The appellant sought judicial review of the Tribunal decision in relation to her application for the protection visa in the Federal Magistrate’s Court (BRGAB of 2007 v MIAC [2007] FMCA 823). Federal Magistrate Jarrett dismissed the appellant’s application to set aside the decision of the Refugee Review Tribunal.
Procedural matters
This appeal from the decision of Jarrett FM was set down for hearing on 7 November 2007. On that occasion the appellant made an application that I disqualify myself from hearing the matter. No proper basis was made out as to why I should disqualify myself (BRGAB of 2007 v Minister for Immigration & Citizenship [2007] FCA 1748 at [12]).
The appellant then applied for an adjournment.
For the reasons in BRGAB [2007] FCA 1748 at [18]–[25], the oral hearing continued as scheduled on 7 November 2007. The appellant chose not to make oral submissions on this occasion or to sit in the Court to hear the oral submissions made on behalf of the Minister (BRGAB [2007] FCA 1748 at [22]) to which she could later respond in writing.
I granted the appellant an extension of time in which to file and serve her written submissions after the hearing. The appellant subsequently made two requests that this time be extended on the basis of her incapacity to prepare those submissions because of her mental state. One of those requests was accompanied by a medical certificate. I granted the appellant extensions of time on both occasions. On the occasion of the last extension which was not as lengthy as that sought, the Court notified the appellant that no further extensions of time would be granted. No written submissions have been received from the appellant. On the extended day on which those submissions were due, the appellant sought a further extension. She now says that she now wishes to forward the Federal Magistrate’s judgment to counsel who may be interested in her case and requests that the Court makes an Order 80 referral to that counsel.
The matter was set down for hearing and orders were made to file submissions on 2 August 2007. The appellant’s submissions were due to be filed by 30 October 2007. The hearing was scheduled for 7 November 2007. Since the hearing, the appellant has had over one month in which to file written submissions, being submissions that should have been filed prior to the hearing. That is, the appellant has had four months in which to prepare and file her submissions.
The appellant said at the hearing that she could not say when she would feel capable to prepare written submissions. The letters that she relied upon to demonstrate that she was not able to prepare submissions or do anything that would in any way cause her stress served to emphasise the fact that there is little likelihood that the appellant will be able to bring herself to prepare submissions, or to address the Court, or to take any steps in relation to the appeal in the immediate or foreseeable future. I do not see that any purpose will be served by a further extension of time. From the matters stated at the hearing, the demeanour of the appellant and the way that she conducted herself, her refusal even to sit and listen to the Minister’s submissions and her subsequent applications for extensions of time, I am not satisfied that the appellant genuinely wishes the case to be heard. Rather, I am of the view that she wishes to defer the decision on the appeal indefinitely.
The appellant has been given ample opportunity to prepare written submissions both before and after the hearing. She was offered the opportunity to present oral submissions at the hearing and she demonstrated sufficient English skills to be able to do so. The appellant holds postgraduate degrees in Law from Universities in Japan. She has commenced a doctorate in Law in Australia.

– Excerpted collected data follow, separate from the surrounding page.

//! Scene setup contract
//!
//! Image tracking, model loading and rendering belong to the host. The core
//! only checks that everything it depends on is available and hands back the
//! tracking target the host should look for.

use std::collections::HashSet;

use serde::{Deserialize, Serialize};

use crate::error::SetupError;

/// Identity of the tracked anchor the entities are attached to
#[derive(Debug, Clone, Copy, PartialEq, Eq, Hash, Serialize, Deserialize)]
pub struct AnchorId(pub u64);

/// Asset lookup provided by the host
pub trait AssetCatalog {
    /// Whether a named image or model can be loaded
    fn contains(&self, name: &str) -> bool;
}

impl AssetCatalog for [&str] {
    fn contains(&self, name: &str) -> bool {
        self.iter().any(|n| *n == name)
    }
}

impl AssetCatalog for HashSet<String> {
    fn contains(&self, name: &str) -> bool {
        HashSet::contains(self, name)
    }
}

/// Tracking image the host should register with its tracker
#[derive(Debug, Clone, PartialEq, Serialize, Deserialize)]
pub struct TrackingTarget {
    pub image: String,
    /// Printed width of the image in meters
    pub physical_width: f32,
}

/// Assets the scene needs before play can start
#[derive(Debug, Clone, PartialEq, Serialize, Deserialize)]
#[serde(default)]
pub struct SceneConfig {
    pub target_image: String,
    pub physical_width: f32,
    pub hand_model: String,
    pub candy_model: String,
    pub backdrop_model: String,
}

impl Default for SceneConfig {
    fn default() -> Self {
        Self {
            target_image: "bed2.png".into(),
            physical_width: 0.1524,
            hand_model: "orc-hand.usdz".into(),
            candy_model: "gumdrop.usdz".into(),
            backdrop_model: "plane.usda".into(),
        }
    }
}

impl SceneConfig {
    /// Model assets in load order
    pub fn models(&self) -> [&str; 3] {
        [
            self.backdrop_model.as_str(),
            self.hand_model.as_str(),
            self.candy_model.as_str(),
        ]
    }

    /// Check every required asset against the host catalog
    pub fn validate<C>(&self, catalog: &C) -> Result<TrackingTarget, SetupError>
    where
        C: AssetCatalog + ?Sized,
    {
        if !catalog.contains(&self.target_image) {
            log::error!("Error loading target image {}", self.target_image);
            return Err(SetupError::MissingTrackingTarget(self.target_image.clone()));
        }
        if !(self.physical_width.is_finite() && self.physical_width > 0.0) {
            log::error!(
                "Target image {} has unusable width {}",
                self.target_image,
                self.physical_width
            );
            return Err(SetupError::InvalidTargetWidth {
                image: self.target_image.clone(),
                width: self.physical_width,
            });
        }
        if let Some(missing) = self.models().into_iter().find(|m| !catalog.contains(m)) {
            log::error!("Error loading model {}", missing);
            return Err(SetupError::MissingAsset(missing.to_string()));
        }

        Ok(TrackingTarget {
            image: self.target_image.clone(),
            physical_width: self.physical_width,
        })
    }
}

#[cfg(test)]
mod tests {
    use super::*;

    const BUNDLE: [&str; 4] = ["bed2.png", "orc-hand.usdz", "gumdrop.usdz", "plane.usda"];

    #[test]
    fn test_complete_bundle_validates() {
        let target = SceneConfig::default().validate(&BUNDLE[..]).unwrap();
        assert_eq!(target.image, "bed2.png");
        assert!((target.physical_width - 0.1524).abs() < 1e-6);
    }

    #[test]
    fn test_missing_target_image() {
        let config = SceneConfig {
            target_image: "poster.png".into(),
            ..Default::default()
        };
        let err = config.validate(&BUNDLE[..]).unwrap_err();
        assert!(matches!(err, SetupError::MissingTrackingTarget(ref name) if name == "poster.png"));
    }

    #[test]
    fn test_missing_model() {
        let catalog: HashSet<String> = ["bed2.png", "plane.usda", "gumdrop.usdz"]
            .into_iter()
            .map(String::from)
            .collect();
        let err = SceneConfig::default().validate(&catalog).unwrap_err();
        assert!(matches!(err, SetupError::MissingAsset(ref name) if name == "orc-hand.usdz"));
    }

    #[test]
    fn test_zero_width_rejected() {
        let config = SceneConfig {
            physical_width: 0.0,
            ..Default::default()
        };
        let err = config.validate(&BUNDLE[..]).unwrap_err();
        assert!(matches!(err, SetupError::InvalidTargetWidth { .. }));
    }
}
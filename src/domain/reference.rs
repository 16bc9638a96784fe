// src/domain/reference.rs
use crate::errors::ServerError;
use std::fs;
use std::path::Path;

const REGIONS_JSON: &str = include_str!("../../data/regions.json");
const LOCALITIES_JSON: &str = include_str!("../../data/localities.json");
const TYPES_JSON: &str = include_str!("../../data/types.json");

/// Option lists for the select controls. Loaded once at startup and
/// shared read-only by every render.
#[derive(Debug, Clone, PartialEq)]
pub struct ReferenceData {
    pub regions: Vec<String>,
    pub localities: Vec<String>,
    pub types: Vec<String>,
}

impl ReferenceData {
    /// The lists compiled into the binary.
    pub fn bundled() -> Result<Self, ServerError> {
        Ok(Self {
            regions: parse_list("regions.json", REGIONS_JSON)?,
            localities: parse_list("localities.json", LOCALITIES_JSON)?,
            types: parse_list("types.json", TYPES_JSON)?,
        })
    }

    /// Reads `regions.json`, `localities.json` and `types.json` from `dir`.
    pub fn from_dir(dir: &Path) -> Result<Self, ServerError> {
        let read = |name: &str| -> Result<Vec<String>, ServerError> {
            let path = dir.join(name);
            let raw = fs::read_to_string(&path).map_err(|e| {
                ServerError::Config(format!("Failed to read {}: {e}", path.display()))
            })?;
            parse_list(name, &raw)
        };

        Ok(Self {
            regions: read("regions.json")?,
            localities: read("localities.json")?,
            types: read("types.json")?,
        })
    }

    pub fn load(dir: Option<&Path>) -> Result<Self, ServerError> {
        let data = match dir {
            Some(dir) => Self::from_dir(dir)?,
            None => Self::bundled()?,
        };

        log::info!(
            "Reference data loaded: {} regions, {} localities, {} types",
            data.regions.len(),
            data.localities.len(),
            data.types.len()
        );

        Ok(data)
    }
}

fn parse_list(name: &str, raw: &str) -> Result<Vec<String>, ServerError> {
    let list: Vec<String> = serde_json::from_str(raw)
        .map_err(|e| ServerError::Config(format!("{name} is not a list of strings: {e}")))?;

    if list.is_empty() {
        return Err(ServerError::Config(format!("{name} is empty")));
    }

    Ok(list)
}

/// Whether the property is new construction. Sent to the backend as 1 / 0.
#[derive(Debug, Clone, Copy, PartialEq, Eq)]
pub enum IsNew {
    Yes,
    No,
}

impl IsNew {
    pub const ALL: [IsNew; 2] = [IsNew::Yes, IsNew::No];

    pub fn as_flag(self) -> u8 {
        match self {
            IsNew::Yes => 1,
            IsNew::No => 0,
        }
    }

    pub fn label(self) -> &'static str {
        match self {
            IsNew::Yes => "Yes 🆕",
            IsNew::No => "No 🧱",
        }
    }

    /// Parses the `<option value>` posted by the form.
    pub fn from_form_value(value: &str) -> Option<Self> {
        match value.trim() {
            "1" => Some(IsNew::Yes),
            "0" => Some(IsNew::No),
            _ => None,
        }
    }
}
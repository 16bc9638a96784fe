// errors.rs
use astra::Response;
use thiserror::Error;

/// Errors originating from the server logic
/// (routing, bad input, startup configuration).
#[derive(Debug, Error)]
pub enum ServerError {
    #[error("Not Found")]
    NotFound,
    #[error("Bad Request: {0}")]
    BadRequest(String),
    #[error("Configuration Error: {0}")]
    Config(String),
    #[error("Internal Server Error")]
    InternalError,
}

// Type alias commonly used by route handlers.
pub type ResultResp = Result<Response, ServerError>;
use chrono::Datelike;
use maud::{html, Markup, DOCTYPE};

const HTMX_SRC: &str = "https://unpkg.com/htmx.org@1.9.12";

pub fn desktop_layout(title: &str, content: Markup) -> Markup {
    let year = chrono::Local::now().year();

    html! {
        (DOCTYPE)
        html lang="en" {
            head {
                meta charset="utf-8";
                meta name="viewport" content="width=device-width, initial-scale=1.0";
                title { (title) }
                link rel="stylesheet" href="/static/main.css";
                script src=(HTMX_SRC) defer {}
            }
            body {
              header class="site-header" {
                  svg
                      xmlns="http://www.w3.org/2000/svg"
                      width="24"
                      height="24"
                      viewBox="0 0 24 24"
                      fill="none"
                      stroke="#524ed2"
                      stroke-width="2"
                      stroke-linecap="round"
                      stroke-linejoin="round"
                      class="icon icon-tabler icon-tabler-home"
                  {
                      path stroke="none" d="M0 0h24v24H0z" fill="none" {}
                      path d="M5 12l-2 0l9 -9l9 9l-2 0" {}
                      path d="M5 12v7a2 2 0 0 0 2 2h10a2 2 0 0 0 2 -2v-7" {}
                      path d="M9 21v-6a2 2 0 0 1 2 -2h2a2 2 0 0 1 2 2v6" {}
                  }
                  h3 { "AI Property Price Predictor" }
              }
                (content)
              footer class="site-footer" {
                  p { "© " (year) " AI Property Predictor" }
              }
            }
        }
    }
}
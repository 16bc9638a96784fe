use crate::controller::Controller;
use crate::domain::{FormInput, PredictorState};
use crate::errors::ServerError;
use crate::responses::{asset_response, html_response, text_response, ResultResp};
use crate::templates;
use astra::Request;
use std::io::Read;

const MAIN_CSS: &str = include_str!("../static/main.css");

// The form has seven short fields.
const MAX_FORM_BYTES: u64 = 16 * 1024;

pub fn handle(req: Request, controller: &Controller) -> ResultResp {
    let method = req.method().as_str().to_owned();
    let path = req.uri().path().to_owned();

    match (method.as_str(), path.as_str()) {
        ("GET", "/") => html_response(templates::pages::home_page(
            &controller.reference,
            &PredictorState::default(),
        )),
        ("POST", "/predict") => predict(req, controller),
        ("GET", "/static/main.css") => asset_response(MAIN_CSS, &mime::TEXT_CSS_UTF_8),
        ("GET", "/health") => text_response("ok"),
        _ => Err(ServerError::NotFound),
    }
}

fn predict(mut req: Request, controller: &Controller) -> ResultResp {
    let is_htmx = req.headers().contains_key("HX-Request");
    let form = read_form(&mut req)?;

    let state = controller.submit(form);

    if is_htmx {
        html_response(templates::result_panel(&state))
    } else {
        html_response(templates::pages::home_page(&controller.reference, &state))
    }
}

/// Decode an `application/x-www-form-urlencoded` body into the form record.
fn read_form(req: &mut Request) -> Result<FormInput, ServerError> {
    if let Some(content_type) = req.headers().get("Content-Type") {
        let content_type = content_type.to_str().unwrap_or_default();
        let essence = content_type.split(';').next().unwrap_or_default().trim();
        if !essence.eq_ignore_ascii_case(mime::APPLICATION_WWW_FORM_URLENCODED.essence_str()) {
            return Err(ServerError::BadRequest(format!(
                "Unsupported content type: {content_type}"
            )));
        }
    }

    let mut bytes = Vec::new();
    req.body_mut()
        .reader()
        .take(MAX_FORM_BYTES + 1)
        .read_to_end(&mut bytes)
        .map_err(|e| ServerError::BadRequest(format!("Failed to read form body: {e}")))?;

    if bytes.len() as u64 > MAX_FORM_BYTES {
        return Err(ServerError::BadRequest("Form body too large".into()));
    }

    Ok(FormInput::from_pairs(url::form_urlencoded::parse(&bytes)))
}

The appellant appeared in person before the Federal Magistrate. She prepared and relied upon detailed written submissions in relation to that application. Those detailed contentions of fact and law are before me. The appellant drafted the notice of appeal herself and, as she acknowledged at the hearing, the grounds of that notice reflect the grounds of the application that had been advanced before his Honour (BRGAB [2007] FCA 1748 at [19]).
THE TRIBUNAL DECISION
At the hearing before the Tribunal, the appellant abandoned the grounds set out in her application for the protection visa that were based on her ability to continue then current litigation in Australia. She advanced two new claims with which the Tribunal dealt:
·A media release issued by the Australian Federal Police on 31 July 2006 in relation to charges brought against the appellant had been reported in Japan (‘the AFP media release’). The Japanese authorities were aware of the fact that the appellant had been charged with criminal offences. The appellant was concerned about the effect of this media release in Japan where 99.8% of defendants who appeared before a judge in criminal cases were found guilty.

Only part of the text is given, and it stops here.